The first series of the British reality-documentary series The Big Reunion began airing on ITV2 on 31 January 2013 until 28 March 2013. The show features chart-topping bands who were big names in the UK pop music scene between the 1990s and early 2000s, and the programme follows them as they reunite for the first time in a decade and go through their two weeks of intensive rehearsals before finally stepping back on stage for a comeback performance. The bands who reunited for the first series were Five, 911, Atomic Kitten, B*Witched, Honeyz and Liberty X. Blue also joined later on.

The Big Reunion proved to be an unexpected hit for ITV2, achieving both ratings and critical success. The first episode brought in 1.2 million viewers, becoming the channel's highest rated premiere in five years, and the show went on to achieve over 1 million viewers every week, making it one of the channel's most popular shows. Additionally, tickets for the bands' comeback went on sale shortly after the end of the premiere episode and sold out in under five minutes.
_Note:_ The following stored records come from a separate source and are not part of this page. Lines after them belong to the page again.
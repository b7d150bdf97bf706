//! Standalone relay for `anywhere` sessions.
//!
//! `BSM_RELAY_BIND` sets the listen address, `BSM_LOG` the log filter.

use std::net::SocketAddr;

use bsm_link::core::{ENV_LOG, ENV_RELAY_BIND};
use bsm_link::server::{RelayServer, RelayServerBuilder};
use bsm_link::{Error, Result};
use tracing::info;
use tracing_subscriber::EnvFilter;

#[tokio::main]
async fn main() -> Result<()> {
    tracing_subscriber::fmt()
        .with_env_filter(
            EnvFilter::try_from_env(ENV_LOG).unwrap_or_else(|_| EnvFilter::new("info")),
        )
        .init();

    let mut builder = RelayServerBuilder::new();
    if let Ok(raw) = std::env::var(ENV_RELAY_BIND) {
        let addr: SocketAddr = raw
            .trim()
            .parse()
            .map_err(|e| Error::Config(format!("{ENV_RELAY_BIND}={raw}: {e}")))?;
        builder = builder.bind_addr(addr);
    }

    let server = RelayServer::bind(builder.build()).await?;
    let shutdown = server.shutdown_token();
    tokio::spawn(async move {
        if tokio::signal::ctrl_c().await.is_ok() {
            info!("interrupt received, shutting down");
            shutdown.cancel();
        }
    });

    server.run().await?;
    Ok(())
}
//! Peer-to-peer transport.
//!
//! A [`LocalTransport`] drives one peer connection through a non-trickle
//! handshake over a signaling carrier, then exchanges control messages on an
//! ordered data channel. It never reconnects on its own: losing the channel
//! ends the transport.
//!
//! ```text
//! idle → gathering-media → creating-offer → awaiting-remote-description → connecting → open
//!                        ↘ awaiting-remote-description → creating-answer ↗            ↘ closed | failed
//! ```

use std::fmt;
use std::sync::Arc;
use std::time::Duration;

use async_trait::async_trait;
use parking_lot::Mutex;
use tokio::sync::mpsc;
use tokio::task::JoinHandle;
use tokio_util::sync::CancellationToken;
use tracing::{debug, info, warn};

use super::error::{TransportError, TransportResult};
use super::events::{EventSink, TransportEvent, TransportKind};
use super::message::{IceCandidate, TransportMessage};
use super::Transport;
use crate::codec::{SdpKind, SessionDescription};
use crate::core::{
    DEFAULT_STUN_SERVERS, ICE_GATHER_TIMEOUT, PEER_CONNECT_TIMEOUT, REMOTE_DESCRIPTION_TIMEOUT,
};
use crate::platform::{LocalMedia, MediaKind, MediaSource, MediaTrack};
use crate::session::{Role, Session};
use crate::signaling::{CarrierSource, SignalingCarrier, SignalingEvent};

/// Connection state reported by a peer link.
#[derive(Debug, Clone, Copy, PartialEq, Eq)]
pub enum PeerState {
    /// Negotiating.
    Connecting,
    /// Transport up.
    Connected,
    /// Temporarily unreachable.
    Disconnected,
    /// ICE or DTLS failed.
    Failed,
    /// Closed locally.
    Closed,
}

/// Events raised by a peer link.
#[derive(Debug, Clone, PartialEq, Eq)]
pub enum PeerEvent {
    /// The control channel opened.
    ChannelOpen,
    /// The control channel closed.
    ChannelClosed,
    /// Text received on the control channel.
    ChannelMessage(String),
    /// Peer connection state changed.
    StateChanged(PeerState),
    /// The remote side added a media track.
    RemoteTrack(MediaKind),
}

/// Sender handed to peer links for their events.
pub type PeerEventSender = mpsc::UnboundedSender<PeerEvent>;

/// One peer connection with its control channel.
#[async_trait]
pub trait PeerLink: Send + Sync {
    /// Attach an outgoing media track.
    async fn add_track(&self, track: &MediaTrack) -> TransportResult<()>;

    /// Create the control channel and an offer; set it as local description.
    async fn create_offer(&self) -> TransportResult<()>;

    /// Create an answer to the remote offer; set it as local description.
    async fn create_answer(&self) -> TransportResult<()>;

    /// Apply the peer's description.
    async fn set_remote_description(&self, description: &SessionDescription)
    -> TransportResult<()>;

    /// Apply a trickled candidate.
    async fn add_ice_candidate(&self, candidate: &IceCandidate) -> TransportResult<()>;

    /// Resolve once ICE gathering reached `complete`. May never resolve.
    async fn gathering_complete(&self);

    /// Current local description, candidates included once gathering is done.
    async fn local_description(&self) -> Option<SessionDescription>;

    /// Send text on the control channel.
    async fn send_text(&self, text: String) -> TransportResult<()>;

    /// Close the control channel.
    async fn close_channel(&self);

    /// Close the peer connection.
    async fn close(&self);
}

/// Creates peer links.
#[async_trait]
pub trait PeerConnector: Send + Sync {
    /// New peer connection using `ice_servers`, reporting into `events`.
    async fn create(
        &self,
        ice_servers: &[String],
        events: PeerEventSender,
    ) -> TransportResult<Arc<dyn PeerLink>>;
}

/// Handshake phases.
#[derive(Debug, Clone, Copy, PartialEq, Eq)]
pub enum LocalPhase {
    /// Not started.
    Idle,
    /// Capturing local tracks.
    GatheringMedia,
    /// Creating the offer and gathering candidates.
    CreatingOffer,
    /// Creating the answer and gathering candidates.
    CreatingAnswer,
    /// Waiting for the peer's description.
    AwaitingRemoteDescription,
    /// Descriptions exchanged; waiting for the channel.
    Connecting,
    /// Channel open.
    Open,
    /// Closed locally or by the peer.
    Closed,
    /// Handshake failed.
    Failed,
}

impl fmt::Display for LocalPhase {
    fn fmt(&self, f: &mut fmt::Formatter<'_>) -> fmt::Result {
        let s = match self {
            Self::Idle => "idle",
            Self::GatheringMedia => "gathering-media",
            Self::CreatingOffer => "creating-offer",
            Self::CreatingAnswer => "creating-answer",
            Self::AwaitingRemoteDescription => "awaiting-remote-description",
            Self::Connecting => "connecting",
            Self::Open => "open",
            Self::Closed => "closed",
            Self::Failed => "failed",
        };
        f.write_str(s)
    }
}

/// Peer-to-peer tuning.
#[derive(Debug, Clone)]
pub struct LocalConfig {
    /// STUN/TURN URLs.
    pub ice_servers: Vec<String>,
    /// Bound on ICE gathering.
    pub ice_gather_timeout: Duration,
    /// Bound on waiting for the peer's description.
    pub remote_description_timeout: Duration,
    /// Bound on the channel opening after descriptions are exchanged.
    pub connect_timeout: Duration,
}

impl Default for LocalConfig {
    fn default() -> Self {
        Self {
            ice_servers: DEFAULT_STUN_SERVERS.iter().map(|s| s.to_string()).collect(),
            ice_gather_timeout: ICE_GATHER_TIMEOUT,
            remote_description_timeout: REMOTE_DESCRIPTION_TIMEOUT,
            connect_timeout: PEER_CONNECT_TIMEOUT,
        }
    }
}

/// Collaborators of a [`LocalTransport`].
#[derive(Clone)]
pub struct LocalParts {
    /// Creates the peer connection.
    pub peers: Arc<dyn PeerConnector>,
    /// Opens the signaling carrier.
    pub carriers: Arc<dyn CarrierSource>,
    /// Captures local tracks (listener only).
    pub media: Arc<dyn MediaSource>,
}

/// Peer-to-peer transport.
pub struct LocalTransport {
    inner: Arc<LocalInner>,
}

struct LocalInner {
    session: Session,
    role: Role,
    config: LocalConfig,
    parts: LocalParts,
    events: EventSink,
    phase: Mutex<LocalPhase>,
    peer: Mutex<Option<Arc<dyn PeerLink>>>,
    carrier: Mutex<Option<Arc<dyn SignalingCarrier>>>,
    media: Mutex<Option<LocalMedia>>,
    pump: Mutex<Option<JoinHandle<()>>>,
    cancel: CancellationToken,
}

impl LocalTransport {
    /// Transport for `session` acting as `role`.
    pub fn new(
        session: Session,
        role: Role,
        config: LocalConfig,
        parts: LocalParts,
        events: EventSink,
    ) -> Self {
        Self {
            inner: Arc::new(LocalInner {
                session,
                role,
                config,
                parts,
                events,
                phase: Mutex::new(LocalPhase::Idle),
                peer: Mutex::new(None),
                carrier: Mutex::new(None),
                media: Mutex::new(None),
                pump: Mutex::new(None),
                cancel: CancellationToken::new(),
            }),
        }
    }

    /// Current handshake phase.
    pub fn phase(&self) -> LocalPhase {
        *self.inner.phase.lock()
    }
}

impl LocalInner {
    fn set_phase(&self, phase: LocalPhase) {
        let mut current = self.phase.lock();
        if matches!(*current, LocalPhase::Closed | LocalPhase::Failed) {
            return;
        }
        debug!(from = %*current, to = %phase, "local transport phase");
        *current = phase;
    }

    /// Move to `Closed`; true if the channel was open.
    fn close_phase(&self) -> bool {
        let mut current = self.phase.lock();
        let was_open = *current == LocalPhase::Open;
        if *current != LocalPhase::Failed {
            *current = LocalPhase::Closed;
        }
        was_open
    }

    async fn handshake(
        &self,
        peer_tx: PeerEventSender,
        peer_rx: &mut mpsc::UnboundedReceiver<PeerEvent>,
    ) -> TransportResult<()> {
        self.set_phase(LocalPhase::GatheringMedia);
        let media = match self.role {
            Role::Listener => Some(self.parts.media.capture(self.session.mode).await?),
            Role::Parent => None,
        };
        *self.media.lock() = media.clone();

        let peer = self
            .parts
            .peers
            .create(&self.config.ice_servers, peer_tx)
            .await?;
        *self.peer.lock() = Some(peer.clone());
        if let Some(media) = &media {
            for track in &media.tracks {
                peer.add_track(track).await?;
            }
        }

        let carrier = self.parts.carriers.open(&self.session, self.role).await?;
        *self.carrier.lock() = Some(carrier.clone());

        match self.role {
            Role::Listener => {
                self.set_phase(LocalPhase::CreatingOffer);
                peer.create_offer().await?;
                let offer = self.finish_gathering(peer.as_ref()).await?;
                carrier.send_offer(&offer).await?;

                self.set_phase(LocalPhase::AwaitingRemoteDescription);
                let answer = self
                    .await_description(carrier.as_ref(), peer.as_ref(), SdpKind::Answer)
                    .await?;
                peer.set_remote_description(&answer).await?;
            }
            Role::Parent => {
                self.set_phase(LocalPhase::AwaitingRemoteDescription);
                let offer = self
                    .await_description(carrier.as_ref(), peer.as_ref(), SdpKind::Offer)
                    .await?;
                peer.set_remote_description(&offer).await?;

                self.set_phase(LocalPhase::CreatingAnswer);
                peer.create_answer().await?;
                let answer = self.finish_gathering(peer.as_ref()).await?;
                carrier.send_answer(&answer).await?;
            }
        }

        self.set_phase(LocalPhase::Connecting);
        self.await_channel_open(peer_rx).await
    }

    async fn finish_gathering(&self, peer: &dyn PeerLink) -> TransportResult<SessionDescription> {
        let bound = self.config.ice_gather_timeout;
        tokio::time::timeout(bound, peer.gathering_complete())
            .await
            .map_err(|_| TransportError::HandshakeTimeout {
                stage: "ice gathering",
                after: bound,
            })?;
        peer.local_description()
            .await
            .ok_or(TransportError::Peer("no local description".into()))
    }

    async fn await_description(
        &self,
        carrier: &dyn SignalingCarrier,
        peer: &dyn PeerLink,
        want: SdpKind,
    ) -> TransportResult<SessionDescription> {
        let bound = self.config.remote_description_timeout;
        let wait = async {
            loop {
                match carrier.next_event().await? {
                    SignalingEvent::Description { description, mode } if description.kind == want => {
                        if let Some(mode) = mode.filter(|m| *m != self.session.mode) {
                            warn!(%mode, expected = %self.session.mode, "peer announced a different mode");
                        }
                        return Ok::<_, TransportError>(description);
                    }
                    SignalingEvent::Description { description, .. } => {
                        debug!(kind = ?description.kind, "ignoring unexpected description");
                    }
                    SignalingEvent::Candidate(candidate) => {
                        peer.add_ice_candidate(&candidate).await?
                    }
                }
            }
        };
        tokio::time::timeout(bound, wait)
            .await
            .map_err(|_| TransportError::HandshakeTimeout {
                stage: "remote description",
                after: bound,
            })?
    }

    async fn await_channel_open(
        &self,
        peer_rx: &mut mpsc::UnboundedReceiver<PeerEvent>,
    ) -> TransportResult<()> {
        let bound = self.config.connect_timeout;
        let wait = async {
            loop {
                match peer_rx.recv().await {
                    Some(PeerEvent::ChannelOpen) => return Ok(()),
                    Some(PeerEvent::StateChanged(PeerState::Failed | PeerState::Closed))
                    | Some(PeerEvent::ChannelClosed)
                    | None => return Err(TransportError::Peer("peer connection failed".into())),
                    Some(event) => self.dispatch(event),
                }
            }
        };
        tokio::time::timeout(bound, wait)
            .await
            .map_err(|_| TransportError::HandshakeTimeout {
                stage: "data channel open",
                after: bound,
            })?
    }

    fn dispatch(&self, event: PeerEvent) {
        match event {
            PeerEvent::ChannelMessage(text) => {
                if let Some(message) = TransportMessage::parse_for(&text, &self.session) {
                    self.events.emit(TransportEvent::Message(message));
                }
            }
            PeerEvent::RemoteTrack(kind) => {
                self.events.emit(TransportEvent::RemoteTrack { kind });
            }
            PeerEvent::StateChanged(state) => debug!(?state, "peer state"),
            PeerEvent::ChannelOpen | PeerEvent::ChannelClosed => {}
        }
    }

    async fn pump(self: Arc<Self>, mut peer_rx: mpsc::UnboundedReceiver<PeerEvent>) {
        loop {
            let event = tokio::select! {
                biased;
                _ = self.cancel.cancelled() => return,
                event = peer_rx.recv() => event,
            };
            match event {
                Some(PeerEvent::ChannelClosed)
                | Some(PeerEvent::StateChanged(
                    PeerState::Disconnected | PeerState::Failed | PeerState::Closed,
                ))
                | None => break,
                Some(event) => self.dispatch(event),
            }
        }

        info!(room_id = %self.session.room_id, "peer channel lost");
        if self.close_phase() {
            self.events
                .emit(TransportEvent::Disconnected { will_retry: false });
        }
        self.teardown().await;
    }

    /// Release everything in order: timers, channel, media, peer.
    async fn teardown(&self) {
        self.cancel.cancel();
        drop(self.pump.lock().take());

        let peer = self.peer.lock().take();
        let carrier = self.carrier.lock().take();
        let media = self.media.lock().take();

        if let Some(peer) = &peer {
            peer.close_channel().await;
        }
        if let Some(carrier) = carrier {
            carrier.close().await;
        }
        if let Some(media) = media {
            self.parts.media.release(media).await;
        }
        if let Some(peer) = peer {
            peer.close().await;
        }
    }
}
Due to this, the producers of the show decided to announce a full UK arena tour. The tour took place in May 2013 and, along with other behind-the-scenes action, was broadcast on ITV2 from 5–19 September as The Big Reunion: On Tour. Also, a Christmas special called The Big Christmas Reunion aired on 12 December 2013. It featured the bands recording a Christmas charity single for Text Santa and looking at how Text Santa helps vulnerable people.

Production

Conception
On 18 October 2012, it was announced that pop groups Five, 911, Atomic Kitten, B*Witched, Honeyz and Liberty X—who were big names in the UK pop music scene in the 1990s and early 2000s—would be reuniting for an ITV2 documentary series entitled The Big Reunion, followed by a comeback performance at some point in 2013.

Personnel
The programme was ordered by Angela Jain, ITV's Director of Digital Channels, and Katy Thorogood, ITV's factual and daytime commissioner. ITV Studios' Kevin Lane acted as series producer, while creative director Michael Kelpie and Phil Mount acted as executive producers. Kelpie said: "To reunite these bands, tell the stories of what has happened to them since their heyday and follow them as they prepare to step back on the stage for the first time in a decade is a dream come true." Jain added, "We are thrilled to bring the stories of these pop groups up to date...A lot has happened in the time these bands have been apart - marriages, divorces and changes in careers - and who knows quite what will happen when they reunite!"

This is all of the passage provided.